- _REQUIRED WORK_: Please copy out each line of the entries in which "UnsupportedModel" appears.

- _RECORDED INFORMATION_:
- - - - - - -

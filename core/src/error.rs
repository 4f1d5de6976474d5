use thiserror::Error;

/// Failure to link a patient and doctor into an appointment.
#[derive(Debug, Clone, PartialEq, Eq, Error)]
pub enum ScheduleError {
    #[error("Patient with ID {0} not found")]
    PatientNotFound(String),
    #[error("Doctor with ID {0} not found")]
    DoctorNotFound(String),
}

impl ScheduleError {
    /// Identifier that failed to resolve.
    pub fn missing_id(&self) -> &str {
        match self {
            Self::PatientNotFound(id) | Self::DoctorNotFound(id) => id,
        }
    }
}

/// Scoring is disabled because the model artifact did not load.
#[derive(Debug, Clone, PartialEq, Eq, Error)]
pub enum ScoringError {
    #[error("Readmission risk prediction is unavailable: {0}")]
    ModelUnavailable(String),
}

/// Reasons a model artifact is rejected at load time.
#[derive(Debug, Error)]
pub enum ModelLoadError {
    #[error("failed to read model file {path}: {source}")]
    Io {
        path: String,
        #[source]
        source: std::io::Error,
    },
    #[error("failed to parse model file: {0}")]
    Parse(#[from] serde_json::Error),
    #[error("unsupported model type '{0}'")]
    UnsupportedModel(String),
    #[error("feature columns {found:?} do not match expected order {expected:?}")]
    FeatureOrder {
        expected: Vec<String>,
        found: Vec<String>,
    },
    #[error("expected {expected} coefficients, got {found}")]
    CoefficientCount { expected: usize, found: usize },
}
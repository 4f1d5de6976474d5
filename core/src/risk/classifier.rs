use std::path::Path;

use serde::{Deserialize, Serialize};

use super::features::FEATURE_COLUMNS;
use crate::error::ModelLoadError;

/// A binary classifier over the fixed feature columns.
pub trait Classifier: Send + Sync {
    /// `[P(class 0), P(class 1)]` for one row in [`FEATURE_COLUMNS`] order.
    fn predict_proba(&self, features: &[f64; 5]) -> [f64; 2];

    fn backend_type(&self) -> &str;
}

/// Serialized form of a fitted classifier.
#[derive(Debug, Clone, Serialize, Deserialize)]
pub struct ModelArtifact {
    pub model_type: String,
    pub feature_names: Vec<String>,
    pub coefficients: Vec<f64>,
    pub intercept: f64,
}

/// Logistic regression exported from the training pipeline.
#[derive(Debug, Clone, PartialEq)]
pub struct LogisticRegression {
    coefficients: [f64; 5],
    intercept: f64,
}

impl LogisticRegression {
    pub const MODEL_TYPE: &'static str = "logistic_regression";

    pub fn new(coefficients: [f64; 5], intercept: f64) -> Self {
        Self {
            coefficients,
            intercept,
        }
    }

    /// Read and validate an artifact file.
    pub fn load(path: impl AsRef<Path>) -> Result<Self, ModelLoadError> {
        let path = path.as_ref();
        let raw = std::fs::read_to_string(path).map_err(|source| ModelLoadError::Io {
            path: path.display().to_string(),
            source,
        })?;
        let artifact: ModelArtifact = serde_json::from_str(&raw)?;
        Self::from_artifact(artifact)
    }

    /// Reject artifacts whose columns are not exactly [`FEATURE_COLUMNS`].
    pub fn from_artifact(artifact: ModelArtifact) -> Result<Self, ModelLoadError> {
        if artifact.model_type != Self::MODEL_TYPE {
            return Err(ModelLoadError::UnsupportedModel(artifact.model_type));
        }
        if artifact.feature_names.iter().map(String::as_str).ne(FEATURE_COLUMNS) {
            return Err(ModelLoadError::FeatureOrder {
                expected: FEATURE_COLUMNS.iter().map(|c| c.to_string()).collect(),
                found: artifact.feature_names,
            });
        }
        let coefficients: [f64; 5] = artifact.coefficients.as_slice().try_into().map_err(|_| {
            ModelLoadError::CoefficientCount {
                expected: FEATURE_COLUMNS.len(),
                found: artifact.coefficients.len(),
            }
        })?;

        Ok(Self::new(coefficients, artifact.intercept))
    }

    pub fn to_artifact(&self) -> ModelArtifact {
        ModelArtifact {
            model_type: Self::MODEL_TYPE.to_string(),
            feature_names: FEATURE_COLUMNS.iter().map(|c| c.to_string()).collect(),
            coefficients: self.coefficients.to_vec(),
            intercept: self.intercept,
        }
    }
}

impl Classifier for LogisticRegression {
    fn predict_proba(&self, features: &[f64; 5]) -> [f64; 2] {
        let z: f64 = self
            .coefficients
            .iter()
            .zip(features.iter())
            .map(|(w, x)| w * x)
            .sum::<f64>()
            + self.intercept;
        let p1 = 1.0 / (1.0 + (-z).exp());
        [1.0 - p1, p1]
    }

    fn backend_type(&self) -> &str {
        Self::MODEL_TYPE
    }
}

#[cfg(test)]
mod tests {
    use super::*;
    use std::io::Write;

    fn artifact() -> ModelArtifact {
        LogisticRegression::new([0.03, 0.8, 0.6, 0.5, 0.2], -4.0).to_artifact()
    }

    #[test]
    fn test_zero_logit_is_even_odds() {
        let model = LogisticRegression::new([0.0; 5], 0.0);
        let [p0, p1] = model.predict_proba(&[50.0, 1.0, 0.0, 2.0, 7.0]);
        assert!((p0 - 0.5).abs() < 1e-12);
        assert!((p1 - 0.5).abs() < 1e-12);
    }

    #[test]
    fn test_probabilities_sum_to_one() {
        let model = LogisticRegression::new([0.03, 0.8, 0.6, 0.5, 0.2], -4.0);
        let [p0, p1] = model.predict_proba(&[80.0, 1.0, 1.0, 4.0, 11.0]);
        assert!((p0 + p1 - 1.0).abs() < 1e-12);
        assert!(p1 > 0.5);
    }

    #[test]
    fn test_weights_are_positional() {
        // Only the blood sugar column carries weight.
        let model = LogisticRegression::new([0.0, 0.0, 0.0, 0.0, 1.0], -5.0);
        let [_, low] = model.predict_proba(&[100.0, 1.0, 1.0, 9.0, 0.0]);
        let [_, even] = model.predict_proba(&[0.0, 0.0, 0.0, 0.0, 5.0]);
        assert!(low < 0.01);
        assert!((even - 0.5).abs() < 1e-12);
    }

    #[test]
    fn test_from_artifact_roundtrip() {
        let model = LogisticRegression::from_artifact(artifact()).unwrap();
        assert_eq!(model, LogisticRegression::new([0.03, 0.8, 0.6, 0.5, 0.2], -4.0));
        assert_eq!(model.backend_type(), "logistic_regression");
    }

    #[test]
    fn test_reordered_columns_rejected() {
        let mut artifact = artifact();
        artifact.feature_names.swap(1, 2);

        let err = LogisticRegression::from_artifact(artifact).unwrap_err();
        assert!(matches!(err, ModelLoadError::FeatureOrder { .. }));
    }

    #[test]
    fn test_unknown_model_type_rejected() {
        let mut artifact = artifact();
        artifact.model_type = "random_forest".into();

        let err = LogisticRegression::from_artifact(artifact).unwrap_err();
        assert!(matches!(err, ModelLoadError::UnsupportedModel(t) if t == "random_forest"));
    }

    #[test]
    fn test_coefficient_count_checked() {
        let mut artifact = artifact();
        artifact.coefficients.pop();

        let err = LogisticRegression::from_artifact(artifact).unwrap_err();
        assert!(matches!(
            err,
            ModelLoadError::CoefficientCount { expected: 5, found: 4 }
        ));
    }

    #[test]
    fn test_load_from_file() {
        let mut file = tempfile::NamedTempFile::new().unwrap();
        write!(file, "{}", serde_json::to_string(&artifact()).unwrap()).unwrap();

        let model = LogisticRegression::load(file.path()).unwrap();
        assert_eq!(model.to_artifact().intercept, -4.0);
    }

    #[test]
    fn test_load_missing_file() {
        let dir = tempfile::tempdir().unwrap();
        let err = LogisticRegression::load(dir.path().join("missing.json")).unwrap_err();
        assert!(matches!(err, ModelLoadError::Io { .. }));
    }

    #[test]
    fn test_load_garbage_file() {
        let mut file = tempfile::NamedTempFile::new().unwrap();
        write!(file, "not json").unwrap();

        let err = LogisticRegression::load(file.path()).unwrap_err();
        assert!(matches!(err, ModelLoadError::Parse(_)));
    }
}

- - - - - - -

- _WRITTEN SOLUTION_:
    UnsupportedModel(String),
            return Err(ModelLoadError::UnsupportedModel(artifact.model_type));
        assert!(matches!(err, ModelLoadError::UnsupportedModel(t) if t == "random_forest"));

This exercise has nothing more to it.